MATERIAL TO PROCESS:
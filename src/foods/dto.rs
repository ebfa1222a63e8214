use serde::{Deserialize, Serialize};

#[derive(Debug, Deserialize)]
pub struct DateFilter {
    pub date_filter: Option<String>,
}

#[derive(Debug, Serialize)]
pub struct MessageResponse {
    pub message: String,
}
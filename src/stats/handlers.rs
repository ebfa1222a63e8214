use axum::{
    extract::{Path, Query, State},
    http::StatusCode,
    routing::get,
    Json, Router,
};
use tracing::{error, instrument};

use super::{dto::DailyStats, services::summarize};
use crate::{
    dates,
    foods::{dto::DateFilter, repo_types::FoodNutrients},
    profiles::repo_types::UserProfile,
    state::AppState,
};

pub fn stats_routes() -> Router<AppState> {
    Router::new().route("/stats/:user_id", get(get_stats))
}

/// GET /stats/:user_id?date_filter=YYYY-MM-DD (defaults to today)
#[instrument(skip(state))]
pub async fn get_stats(
    State(state): State<AppState>,
    Path(user_id): Path<String>,
    Query(q): Query<DateFilter>,
) -> Result<Json<DailyStats>, (StatusCode, String)> {
    let date = dates::parse_date_filter(q.date_filter.as_deref())
        .map_err(|e| (StatusCode::BAD_REQUEST, format!("invalid date_filter: {e}")))?
        .unwrap_or_else(dates::today);

    let entries = FoodNutrients::list_for_day(&state.db, &user_id, date)
        .await
        .map_err(|e| {
            error!(error = %e, %user_id, %date, "load day entries failed");
            (StatusCode::INTERNAL_SERVER_ERROR, e.to_string())
        })?;
    let profile = UserProfile::find_by_id(&state.db, &user_id)
        .await
        .map_err(|e| {
            error!(error = %e, %user_id, "load profile failed");
            (StatusCode::INTERNAL_SERVER_ERROR, e.to_string())
        })?;

    Ok(Json(summarize(date, &entries, profile.as_ref())))
}
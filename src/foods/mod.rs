pub mod dto;
pub mod handlers;
mod repo;
pub mod repo_types;

use crate::state::AppState;
use axum::Router;

pub fn router() -> Router<AppState> {
    handlers::food_routes()
}
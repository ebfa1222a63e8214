use serde::{Deserialize, Serialize};
use sqlx::FromRow;
use time::{Date, OffsetDateTime};
use uuid::Uuid;

use crate::dates;

/// One logged meal entry.
#[derive(Debug, Clone, PartialEq, Serialize, Deserialize, FromRow)]
pub struct FoodItem {
    #[serde(default = "Uuid::new_v4")]
    pub id: Uuid,
    pub user_id: String,
    pub name: String,
    pub calories: f64,
    #[serde(default)]
    pub protein: f64,
    #[serde(default)]
    pub carbs: f64,
    #[serde(default)]
    pub fats: f64,
    #[serde(default = "default_serving_size")]
    pub serving_size: String,
    #[serde(with = "dates::iso_date", default = "dates::today")]
    pub date: Date,
    #[serde(default)]
    pub meal_type: MealType,
    #[serde(with = "time::serde::rfc3339", default = "OffsetDateTime::now_utc")]
    pub created_at: OffsetDateTime,
    #[serde(default)]
    pub image_url: Option<String>,
}

fn default_serving_size() -> String {
    "1 serving".into()
}

#[derive(Debug, Clone, Copy, Default, PartialEq, Eq, Serialize, Deserialize, sqlx::Type)]
#[serde(rename_all = "lowercase")]
#[sqlx(type_name = "text", rename_all = "lowercase")]
pub enum MealType {
    Breakfast,
    Lunch,
    Dinner,
    #[default]
    Snack,
}

/// Nutrient columns of a stored entry; NULL means the field was never set.
#[derive(Debug, Clone, Copy, Default, PartialEq, FromRow)]
pub struct FoodNutrients {
    pub calories: Option<f64>,
    pub protein: Option<f64>,
    pub carbs: Option<f64>,
    pub fats: Option<f64>,
}

impl From<&FoodItem> for FoodNutrients {
    fn from(f: &FoodItem) -> Self {
        Self {
            calories: Some(f.calories),
            protein: Some(f.protein),
            carbs: Some(f.carbs),
            fats: Some(f.fats),
        }
    }
}
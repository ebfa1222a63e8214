pub mod client;
pub mod dto;
pub mod handlers;
pub mod parser;
pub mod services;

use crate::state::AppState;
use axum::Router;

pub fn router() -> Router<AppState> {
    handlers::analysis_routes()
}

WHAT YOU NEED TO DO: The full listing has to be duplicated exactly.

SOLUTION TO THIS TASK:
filename src/foods/dto.rs
repository ebfa1222a63e8214
use serde::{Deserialize, Serialize};

#[derive(Debug, Deserialize)]
pub struct DateFilter {
    pub date_filter: Option<String>,
}

#[derive(Debug, Serialize)]
pub struct MessageResponse {
    pub message: String,
}
filename src/stats/handlers.rs
repository ebfa1222a63e8214
use axum::{
    extract::{Path, Query, State},
    http::StatusCode,
    routing::get,
    Json, Router,
};
use tracing::{error, instrument};

use super::{dto::DailyStats, services::summarize};
use crate::{
    dates,
    foods::{dto::DateFilter, repo_types::FoodNutrients},
    profiles::repo_types::UserProfile,
    state::AppState,
};

pub fn stats_routes() -> Router<AppState> {
    Router::new().route("/stats/:user_id", get(get_stats))
}

/// GET /stats/:user_id?date_filter=YYYY-MM-DD (defaults to today)
#[instrument(skip(state))]
pub async fn get_stats(
    State(state): State<AppState>,
    Path(user_id): Path<String>,
    Query(q): Query<DateFilter>,
) -> Result<Json<DailyStats>, (StatusCode, String)> {
    let date = dates::parse_date_filter(q.date_filter.as_deref())
        .map_err(|e| (StatusCode::BAD_REQUEST, format!("invalid date_filter: {e}")))?
        .unwrap_or_else(dates::today);

    let entries = FoodNutrients::list_for_day(&state.db, &user_id, date)
        .await
        .map_err(|e| {
            error!(error = %e, %user_id, %date, "load day entries failed");
            (StatusCode::INTERNAL_SERVER_ERROR, e.to_string())
        })?;
    let profile = UserProfile::find_by_id(&state.db, &user_id)
        .await
        .map_err(|e| {
            error!(error = %e, %user_id, "load profile failed");
            (StatusCode::INTERNAL_SERVER_ERROR, e.to_string())
        })?;

    Ok(Json(summarize(date, &entries, profile.as_ref())))
}
filename src/foods/mod.rs
pub mod dto;
pub mod handlers;
mod repo;
pub mod repo_types;

use crate::state::AppState;
use axum::Router;

pub fn router() -> Router<AppState> {
    handlers::food_routes()
}
repository ebfa1222a63e8214
use serde::{Deserialize, Serialize};
use sqlx::FromRow;
use time::{Date, OffsetDateTime};
use uuid::Uuid;

use crate::dates;

/// One logged meal entry.
#[derive(Debug, Clone, PartialEq, Serialize, Deserialize, FromRow)]
pub struct FoodItem {
    #[serde(default = "Uuid::new_v4")]
    pub id: Uuid,
    pub user_id: String,
    pub name: String,
    pub calories: f64,
    #[serde(default)]
    pub protein: f64,
    #[serde(default)]
    pub carbs: f64,
    #[serde(default)]
    pub fats: f64,
    #[serde(default = "default_serving_size")]
    pub serving_size: String,
    #[serde(with = "dates::iso_date", default = "dates::today")]
    pub date: Date,
    #[serde(default)]
    pub meal_type: MealType,
    #[serde(with = "time::serde::rfc3339", default = "OffsetDateTime::now_utc")]
    pub created_at: OffsetDateTime,
    #[serde(default)]
    pub image_url: Option<String>,
}

fn default_serving_size() -> String {
    "1 serving".into()
}

#[derive(Debug, Clone, Copy, Default, PartialEq, Eq, Serialize, Deserialize, sqlx::Type)]
#[serde(rename_all = "lowercase")]
#[sqlx(type_name = "text", rename_all = "lowercase")]
pub enum MealType {
    Breakfast,
    Lunch,
    Dinner,
    #[default]
    Snack,
}

/// Nutrient columns of a stored entry; NULL means the field was never set.
#[derive(Debug, Clone, Copy, Default, PartialEq, FromRow)]
pub struct FoodNutrients {
    pub calories: Option<f64>,
    pub protein: Option<f64>,
    pub carbs: Option<f64>,
    pub fats: Option<f64>,
}

impl From<&FoodItem> for FoodNutrients {
    fn from(f: &FoodItem) -> Self {
        Self {
            calories: Some(f.calories),
            protein: Some(f.protein),
            carbs: Some(f.carbs),
            fats: Some(f.fats),
        }
    }
}
repository ebfa1222a63e8214
pub mod client;
pub mod dto;
pub mod handlers;
pub mod parser;
pub mod services;

use crate::state::AppState;
use axum::Router;

pub fn router() -> Router<AppState> {
    handlers::analysis_routes()
}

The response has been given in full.